EXERCISE: What is needed is an exact transcription of every entry below.

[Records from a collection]
┌──

//! On-disk data types for the edufs file system.
//!
//! The disk layout:
//!
//! | sector no. | content                  | type                         |
//! |------------|--------------------------|------------------------------|
//! | 0          | free-map file inode      | [`InodeRecord`]              |
//! | 1          | root directory inode     | [`InodeRecord`]              |
//! | 2..        | dynamically allocated    | data, [`IndirectBlock`], ... |
//!
//! Every other sector is handed out by the free map: inode records, pointer
//! tables, and file data all come from the same pool. The free map's bitmap
//! is stored as the *contents* of the file rooted at sector 0, one bit per
//! device sector.

use core::fmt;

use dataview::Pod;

/// Sector size in bytes.
pub const SECTOR_SIZE: usize = 512;

/// Number of sectors directly referenced by an inode record.
pub const NUM_DIRECT: usize = 120;

/// Number of sector pointers in one indirect table.
pub const NUM_INDIRECT: usize = SECTOR_SIZE / size_of::<u32>();

/// Hard ceiling on a file's logical length in bytes.
pub const MAX_LENGTH: usize = 8 * 1024 * 1024;

/// Maximum number of data sectors in a single file.
pub const MAX_SECTORS: usize = MAX_LENGTH / SECTOR_SIZE;

/// Sector holding the free-map file's inode record.
pub const FREE_MAP_SECTOR: SectorNo = SectorNo::new(0);

/// Sector holding the root directory's inode record.
pub const ROOT_DIR_SECTOR: SectorNo = SectorNo::new(1);

/// Sentinel identifying a valid inode record.
pub const INODE_MAGIC: u32 = 0x494E_4F44;

const _: () = const {
    assert!(NUM_DIRECT + NUM_INDIRECT + NUM_INDIRECT * NUM_INDIRECT >= MAX_SECTORS);
};

/// Returns the number of data sectors covering `len` bytes.
#[must_use]
pub const fn bytes_to_sectors(len: usize) -> usize {
    len.div_ceil(SECTOR_SIZE)
}

/// Device sector number.
#[derive(Debug, Clone, Copy, PartialEq, Eq, PartialOrd, Ord, Hash, Pod)]
#[repr(transparent)]
pub struct SectorNo(u32);

impl fmt::Display for SectorNo {
    fn fmt(&self, f: &mut fmt::Formatter<'_>) -> fmt::Result {
        write!(f, "{}", self.0)
    }
}

impl SectorNo {
    #[must_use]
    pub const fn new(n: u32) -> Self {
        Self(n)
    }

    #[must_use]
    pub const fn value(&self) -> u32 {
        self.0
    }

    #[must_use]
    pub fn as_index(&self) -> usize {
        usize::try_from(self.0).unwrap()
    }
}

/// On-disk inode record, exactly one sector wide.
///
/// The field order is load-bearing: existing images must parse. A raw `0`
/// in any pointer slot means "unallocated"; sector 0 holds the free-map
/// inode and never backs file data, so the sentinel is unambiguous.
#[derive(Pod)]
#[repr(C)]
pub struct InodeRecord {
    direct: [u32; NUM_DIRECT],
    indirect: u32,
    doubly_indirect: u32,
    parent: u32,
    num_files: u32,
    is_dir: u8,
    _pad: [u8; 3],
    length: i32,
    magic: u32,
    unused: [u8; 4],
}
const _: () = const { assert!(size_of::<InodeRecord>() == SECTOR_SIZE) };

impl InodeRecord {
    /// Stamps a zeroed record as a fresh inode of length 0.
    ///
    /// The parent pointer starts out self-referential; a directory layer
    /// rebinds it when the inode is linked somewhere.
    pub fn init(&mut self, sector: SectorNo, is_dir: bool) {
        self.parent = sector.value();
        self.num_files = 0;
        self.is_dir = u8::from(is_dir);
        self.length = 0;
        self.magic = INODE_MAGIC;
    }

    #[must_use]
    pub fn is_valid(&self) -> bool {
        self.magic == INODE_MAGIC
    }

    #[must_use]
    pub fn direct(&self, i: usize) -> Option<SectorNo> {
        decode(self.direct[i])
    }

    pub fn set_direct(&mut self, i: usize, n: Option<SectorNo>) {
        self.direct[i] = encode(n);
    }

    #[must_use]
    pub fn indirect(&self) -> Option<SectorNo> {
        decode(self.indirect)
    }

    pub fn set_indirect(&mut self, n: Option<SectorNo>) {
        self.indirect = encode(n);
    }

    #[must_use]
    pub fn doubly_indirect(&self) -> Option<SectorNo> {
        decode(self.doubly_indirect)
    }

    pub fn set_doubly_indirect(&mut self, n: Option<SectorNo>) {
        self.doubly_indirect = encode(n);
    }

    #[must_use]
    pub fn parent(&self) -> SectorNo {
        SectorNo::new(self.parent)
    }

    pub fn set_parent(&mut self, sector: SectorNo) {
        self.parent = sector.value();
    }

    #[must_use]
    pub fn num_files(&self) -> u32 {
        self.num_files
    }

    pub fn set_num_files(&mut self, n: u32) {
        self.num_files = n;
    }

    #[must_use]
    pub fn is_dir(&self) -> bool {
        self.is_dir != 0
    }

    /// Logical length in bytes.
    #[must_use]
    pub fn length(&self) -> usize {
        usize::try_from(self.length).unwrap()
    }

    pub fn set_length(&mut self, len: usize) {
        assert!(len <= MAX_LENGTH);
        self.length = i32::try_from(len).unwrap();
    }

    /// Number of data sectors currently covered by `length`.
    #[must_use]
    pub fn sectors(&self) -> usize {
        bytes_to_sectors(self.length())
    }
}

/// One sector's worth of sector pointers, used for both the indirect table
/// and each level of the doubly-indirect tree.
#[derive(Pod)]
#[repr(transparent)]
pub struct IndirectBlock([u32; NUM_INDIRECT]);

impl IndirectBlock {
    #[must_use]
    pub fn get(&self, i: usize) -> Option<SectorNo> {
        decode(self.0[i])
    }

    pub fn set(&mut self, i: usize, n: Option<SectorNo>) {
        self.0[i] = encode(n);
    }

    /// Takes every pointer out of the table, leaving it empty.
    pub fn drain(&mut self) -> impl Iterator<Item = Option<SectorNo>> + '_ {
        self.0.iter_mut().map(|n| decode(core::mem::take(n)))
    }
}
const _: () = const { assert!(size_of::<IndirectBlock>() == SECTOR_SIZE) };

fn decode(raw: u32) -> Option<SectorNo> {
    if raw == 0 { None } else { Some(SectorNo::new(raw)) }
}

fn encode(n: Option<SectorNo>) -> u32 {
    n.map_or(0, |n| {
        assert_ne!(n.value(), 0);
        n.value()
    })
}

└──

TASK ANSWER:
//! On-disk data types for the edufs file system.
//!
//! The disk layout:
//!
//! | sector no. | content                  | type                         |
//! |------------|--------------------------|------------------------------|
//! | 0          | free-map file inode      | [`InodeRecord`]              |
//! | 1          | root directory inode     | [`InodeRecord`]              |
//! | 2..        | dynamically allocated    | data, [`IndirectBlock`], ... |
//!
//! Every other sector is handed out by the free map: inode records, pointer
//! tables, and file data all come from the same pool. The free map's bitmap
//! is stored as the *contents* of the file rooted at sector 0, one bit per
//! device sector.

use core::fmt;

use dataview::Pod;

/// Sector size in bytes.
pub const SECTOR_SIZE: usize = 512;

/// Number of sectors directly referenced by an inode record.
pub const NUM_DIRECT: usize = 120;

/// Number of sector pointers in one indirect table.
pub const NUM_INDIRECT: usize = SECTOR_SIZE / size_of::<u32>();

/// Hard ceiling on a file's logical length in bytes.
pub const MAX_LENGTH: usize = 8 * 1024 * 1024;

/// Maximum number of data sectors in a single file.
pub const MAX_SECTORS: usize = MAX_LENGTH / SECTOR_SIZE;

/// Sector holding the free-map file's inode record.
pub const FREE_MAP_SECTOR: SectorNo = SectorNo::new(0);

/// Sector holding the root directory's inode record.
pub const ROOT_DIR_SECTOR: SectorNo = SectorNo::new(1);

/// Sentinel identifying a valid inode record.
pub const INODE_MAGIC: u32 = 0x494E_4F44;

const _: () = const {
    assert!(NUM_DIRECT + NUM_INDIRECT + NUM_INDIRECT * NUM_INDIRECT >= MAX_SECTORS);
};

/// Returns the number of data sectors covering `len` bytes.
#[must_use]
pub const fn bytes_to_sectors(len: usize) -> usize {
    len.div_ceil(SECTOR_SIZE)
}

/// Device sector number.
#[derive(Debug, Clone, Copy, PartialEq, Eq, PartialOrd, Ord, Hash, Pod)]
#[repr(transparent)]
pub struct SectorNo(u32);

impl fmt::Display for SectorNo {
    fn fmt(&self, f: &mut fmt::Formatter<'_>) -> fmt::Result {
        write!(f, "{}", self.0)
    }
}

impl SectorNo {
    #[must_use]
    pub const fn new(n: u32) -> Self {
        Self(n)
    }

    #[must_use]
    pub const fn value(&self) -> u32 {
        self.0
    }

    #[must_use]
    pub fn as_index(&self) -> usize {
        usize::try_from(self.0).unwrap()
    }
}

/// On-disk inode record, exactly one sector wide.
///
/// The field order is load-bearing: existing images must parse. A raw `0`
/// in any pointer slot means "unallocated"; sector 0 holds the free-map
/// inode and never backs file data, so the sentinel is unambiguous.
#[derive(Pod)]
#[repr(C)]
pub struct InodeRecord {
    direct: [u32; NUM_DIRECT],
    indirect: u32,
    doubly_indirect: u32,
    parent: u32,
    num_files: u32,
    is_dir: u8,
    _pad: [u8; 3],
    length: i32,
    magic: u32,
    unused: [u8; 4],
}
const _: () = const { assert!(size_of::<InodeRecord>() == SECTOR_SIZE) };

impl InodeRecord {
    /// Stamps a zeroed record as a fresh inode of length 0.
    ///
    /// The parent pointer starts out self-referential; a directory layer
    /// rebinds it when the inode is linked somewhere.
    pub fn init(&mut self, sector: SectorNo, is_dir: bool) {
        self.parent = sector.value();
        self.num_files = 0;
        self.is_dir = u8::from(is_dir);
        self.length = 0;
        self.magic = INODE_MAGIC;
    }

    #[must_use]
    pub fn is_valid(&self) -> bool {
        self.magic == INODE_MAGIC
    }

    #[must_use]
    pub fn direct(&self, i: usize) -> Option<SectorNo> {
        decode(self.direct[i])
    }

    pub fn set_direct(&mut self, i: usize, n: Option<SectorNo>) {
        self.direct[i] = encode(n);
    }

    #[must_use]
    pub fn indirect(&self) -> Option<SectorNo> {
        decode(self.indirect)
    }

    pub fn set_indirect(&mut self, n: Option<SectorNo>) {
        self.indirect = encode(n);
    }

    #[must_use]
    pub fn doubly_indirect(&self) -> Option<SectorNo> {
        decode(self.doubly_indirect)
    }

    pub fn set_doubly_indirect(&mut self, n: Option<SectorNo>) {
        self.doubly_indirect = encode(n);
    }

    #[must_use]
    pub fn parent(&self) -> SectorNo {
        SectorNo::new(self.parent)
    }

    pub fn set_parent(&mut self, sector: SectorNo) {
        self.parent = sector.value();
    }

    #[must_use]
    pub fn num_files(&self) -> u32 {
        self.num_files
    }

    pub fn set_num_files(&mut self, n: u32) {
        self.num_files = n;
    }

    #[must_use]
    pub fn is_dir(&self) -> bool {
        self.is_dir != 0
    }

    /// Logical length in bytes.
    #[must_use]
    pub fn length(&self) -> usize {
        usize::try_from(self.length).unwrap()
    }

    pub fn set_length(&mut self, len: usize) {
        assert!(len <= MAX_LENGTH);
        self.length = i32::try_from(len).unwrap();
    }

    /// Number of data sectors currently covered by `length`.
    #[must_use]
    pub fn sectors(&self) -> usize {
        bytes_to_sectors(self.length())
    }
}

/// One sector's worth of sector pointers, used for both the indirect table
/// and each level of the doubly-indirect tree.
#[derive(Pod)]
#[repr(transparent)]
pub struct IndirectBlock([u32; NUM_INDIRECT]);

impl IndirectBlock {
    #[must_use]
    pub fn get(&self, i: usize) -> Option<SectorNo> {
        decode(self.0[i])
    }

    pub fn set(&mut self, i: usize, n: Option<SectorNo>) {
        self.0[i] = encode(n);
    }

    /// Takes every pointer out of the table, leaving it empty.
    pub fn drain(&mut self) -> impl Iterator<Item = Option<SectorNo>> + '_ {
        self.0.iter_mut().map(|n| decode(core::mem::take(n)))
    }
}
const _: () = const { assert!(size_of::<IndirectBlock>() == SECTOR_SIZE) };

fn decode(raw: u32) -> Option<SectorNo> {
    if raw == 0 { None } else { Some(SectorNo::new(raw)) }
}

fn encode(n: Option<SectorNo>) -> u32 {
    n.map_or(0, |n| {
        assert_ne!(n.value(), 0);
        n.value()
    })
}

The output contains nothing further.